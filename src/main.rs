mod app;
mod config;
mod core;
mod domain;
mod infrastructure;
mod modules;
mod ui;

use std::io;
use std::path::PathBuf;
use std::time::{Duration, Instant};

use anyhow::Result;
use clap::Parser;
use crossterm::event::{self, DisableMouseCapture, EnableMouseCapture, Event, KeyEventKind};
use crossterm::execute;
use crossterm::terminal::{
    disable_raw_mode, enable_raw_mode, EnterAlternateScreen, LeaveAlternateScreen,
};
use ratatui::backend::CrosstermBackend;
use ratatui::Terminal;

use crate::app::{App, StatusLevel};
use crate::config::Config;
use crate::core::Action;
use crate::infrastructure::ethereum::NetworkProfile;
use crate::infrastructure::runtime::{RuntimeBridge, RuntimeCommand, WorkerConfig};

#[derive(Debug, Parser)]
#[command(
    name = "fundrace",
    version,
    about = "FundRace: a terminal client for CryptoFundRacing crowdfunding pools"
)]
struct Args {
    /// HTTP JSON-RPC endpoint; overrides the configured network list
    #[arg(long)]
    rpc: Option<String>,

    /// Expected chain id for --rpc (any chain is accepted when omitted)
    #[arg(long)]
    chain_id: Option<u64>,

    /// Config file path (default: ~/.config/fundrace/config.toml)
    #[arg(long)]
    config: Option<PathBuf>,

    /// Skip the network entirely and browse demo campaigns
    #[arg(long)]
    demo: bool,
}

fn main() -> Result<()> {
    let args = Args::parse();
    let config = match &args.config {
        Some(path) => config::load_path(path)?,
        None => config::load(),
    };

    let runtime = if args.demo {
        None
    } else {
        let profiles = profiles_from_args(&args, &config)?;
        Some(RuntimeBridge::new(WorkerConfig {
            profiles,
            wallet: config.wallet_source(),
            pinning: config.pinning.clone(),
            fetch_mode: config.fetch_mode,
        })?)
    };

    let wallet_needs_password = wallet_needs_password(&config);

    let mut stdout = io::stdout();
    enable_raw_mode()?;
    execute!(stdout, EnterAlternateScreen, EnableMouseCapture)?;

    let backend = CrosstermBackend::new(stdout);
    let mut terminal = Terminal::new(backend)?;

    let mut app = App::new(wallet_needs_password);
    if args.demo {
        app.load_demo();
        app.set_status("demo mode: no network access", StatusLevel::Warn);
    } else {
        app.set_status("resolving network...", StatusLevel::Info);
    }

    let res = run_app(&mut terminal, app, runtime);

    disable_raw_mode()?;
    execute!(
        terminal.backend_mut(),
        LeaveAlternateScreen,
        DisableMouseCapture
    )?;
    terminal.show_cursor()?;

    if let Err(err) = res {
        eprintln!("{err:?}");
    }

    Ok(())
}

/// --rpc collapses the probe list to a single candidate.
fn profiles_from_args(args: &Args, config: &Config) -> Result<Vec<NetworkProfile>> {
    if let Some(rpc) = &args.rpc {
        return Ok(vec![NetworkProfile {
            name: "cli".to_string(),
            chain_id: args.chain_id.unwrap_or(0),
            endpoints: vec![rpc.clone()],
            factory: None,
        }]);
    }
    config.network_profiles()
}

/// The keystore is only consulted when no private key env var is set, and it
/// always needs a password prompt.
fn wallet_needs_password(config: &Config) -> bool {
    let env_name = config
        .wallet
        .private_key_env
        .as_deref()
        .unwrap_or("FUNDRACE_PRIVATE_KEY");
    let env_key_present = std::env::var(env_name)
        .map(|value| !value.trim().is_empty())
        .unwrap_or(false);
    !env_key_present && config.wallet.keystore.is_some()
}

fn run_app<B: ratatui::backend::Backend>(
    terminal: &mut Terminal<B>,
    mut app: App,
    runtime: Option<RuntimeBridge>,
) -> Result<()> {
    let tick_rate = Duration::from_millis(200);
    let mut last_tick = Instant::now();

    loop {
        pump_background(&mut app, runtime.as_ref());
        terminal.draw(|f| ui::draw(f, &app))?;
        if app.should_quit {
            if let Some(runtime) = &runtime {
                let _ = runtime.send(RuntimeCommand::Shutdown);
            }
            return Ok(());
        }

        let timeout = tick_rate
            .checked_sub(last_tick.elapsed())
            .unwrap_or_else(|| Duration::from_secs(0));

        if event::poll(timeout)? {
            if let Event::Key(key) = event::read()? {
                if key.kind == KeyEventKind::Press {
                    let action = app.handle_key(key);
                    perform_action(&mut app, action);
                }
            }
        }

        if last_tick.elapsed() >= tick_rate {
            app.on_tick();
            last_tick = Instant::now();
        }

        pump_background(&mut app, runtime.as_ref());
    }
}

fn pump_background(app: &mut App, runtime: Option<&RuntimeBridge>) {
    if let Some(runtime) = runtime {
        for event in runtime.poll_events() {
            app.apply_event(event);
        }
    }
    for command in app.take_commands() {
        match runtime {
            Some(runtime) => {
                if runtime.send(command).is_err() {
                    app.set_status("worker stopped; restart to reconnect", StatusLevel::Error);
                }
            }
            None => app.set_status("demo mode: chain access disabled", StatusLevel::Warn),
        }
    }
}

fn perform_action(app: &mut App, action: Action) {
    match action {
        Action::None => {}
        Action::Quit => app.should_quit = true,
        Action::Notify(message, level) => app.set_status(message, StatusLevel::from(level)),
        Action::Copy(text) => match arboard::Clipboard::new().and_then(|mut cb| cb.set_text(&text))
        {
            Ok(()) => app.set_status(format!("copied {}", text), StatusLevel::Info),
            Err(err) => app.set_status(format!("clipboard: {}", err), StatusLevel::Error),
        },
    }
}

--

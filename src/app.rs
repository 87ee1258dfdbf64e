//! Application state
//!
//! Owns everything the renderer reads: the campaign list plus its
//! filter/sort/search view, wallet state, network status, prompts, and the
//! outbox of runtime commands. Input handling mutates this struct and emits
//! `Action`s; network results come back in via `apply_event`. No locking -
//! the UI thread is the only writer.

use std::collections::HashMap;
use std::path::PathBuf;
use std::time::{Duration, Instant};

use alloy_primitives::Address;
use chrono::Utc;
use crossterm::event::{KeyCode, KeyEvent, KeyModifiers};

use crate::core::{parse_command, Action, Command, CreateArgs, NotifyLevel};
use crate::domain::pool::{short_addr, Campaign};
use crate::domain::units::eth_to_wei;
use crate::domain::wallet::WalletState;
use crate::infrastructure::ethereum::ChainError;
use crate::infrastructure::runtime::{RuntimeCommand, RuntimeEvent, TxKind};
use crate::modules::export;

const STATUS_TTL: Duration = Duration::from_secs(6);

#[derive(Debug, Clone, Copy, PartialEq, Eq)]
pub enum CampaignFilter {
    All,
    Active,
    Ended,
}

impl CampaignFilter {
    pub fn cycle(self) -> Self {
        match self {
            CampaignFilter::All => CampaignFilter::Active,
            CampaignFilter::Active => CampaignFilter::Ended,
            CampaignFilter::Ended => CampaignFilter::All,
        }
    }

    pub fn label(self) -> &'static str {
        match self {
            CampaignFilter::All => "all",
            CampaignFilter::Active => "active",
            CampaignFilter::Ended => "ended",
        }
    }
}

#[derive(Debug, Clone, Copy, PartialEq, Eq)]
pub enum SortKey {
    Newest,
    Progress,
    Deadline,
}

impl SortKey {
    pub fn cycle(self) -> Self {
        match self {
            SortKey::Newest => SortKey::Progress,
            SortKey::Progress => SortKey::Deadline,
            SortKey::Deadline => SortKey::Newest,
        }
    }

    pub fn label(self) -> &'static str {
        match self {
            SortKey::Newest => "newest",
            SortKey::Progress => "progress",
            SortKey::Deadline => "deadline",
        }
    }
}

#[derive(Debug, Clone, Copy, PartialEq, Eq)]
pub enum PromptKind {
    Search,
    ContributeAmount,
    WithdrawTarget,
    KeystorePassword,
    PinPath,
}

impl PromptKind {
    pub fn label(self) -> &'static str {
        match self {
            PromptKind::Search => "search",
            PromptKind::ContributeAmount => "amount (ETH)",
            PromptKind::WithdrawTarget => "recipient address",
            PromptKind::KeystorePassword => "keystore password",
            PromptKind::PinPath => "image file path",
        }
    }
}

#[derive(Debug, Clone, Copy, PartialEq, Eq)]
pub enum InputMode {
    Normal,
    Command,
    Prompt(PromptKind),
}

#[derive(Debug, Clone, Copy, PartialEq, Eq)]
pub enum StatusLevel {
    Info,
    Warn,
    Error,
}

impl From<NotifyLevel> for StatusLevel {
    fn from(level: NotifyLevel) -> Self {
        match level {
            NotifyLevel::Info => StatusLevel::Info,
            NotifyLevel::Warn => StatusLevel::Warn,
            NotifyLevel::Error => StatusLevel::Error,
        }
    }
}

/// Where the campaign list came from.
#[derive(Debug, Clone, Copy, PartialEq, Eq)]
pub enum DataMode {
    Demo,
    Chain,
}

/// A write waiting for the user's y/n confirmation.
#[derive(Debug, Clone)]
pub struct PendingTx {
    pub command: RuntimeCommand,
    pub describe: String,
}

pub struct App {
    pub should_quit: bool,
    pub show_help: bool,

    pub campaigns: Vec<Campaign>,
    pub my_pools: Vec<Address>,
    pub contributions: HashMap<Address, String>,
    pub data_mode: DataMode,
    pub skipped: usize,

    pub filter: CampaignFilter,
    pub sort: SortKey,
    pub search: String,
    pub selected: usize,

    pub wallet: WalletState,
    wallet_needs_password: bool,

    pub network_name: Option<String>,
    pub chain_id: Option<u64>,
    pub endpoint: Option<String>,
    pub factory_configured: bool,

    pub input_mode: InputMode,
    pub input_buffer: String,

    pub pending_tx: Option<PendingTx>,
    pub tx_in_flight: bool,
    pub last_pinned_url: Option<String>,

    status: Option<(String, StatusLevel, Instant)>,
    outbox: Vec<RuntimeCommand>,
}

TASK BRIEF ::
Answer required as a bare number: state how many lines in the material contain the word "RuntimeBridge".

ANSWER FOR THE TASK ::
4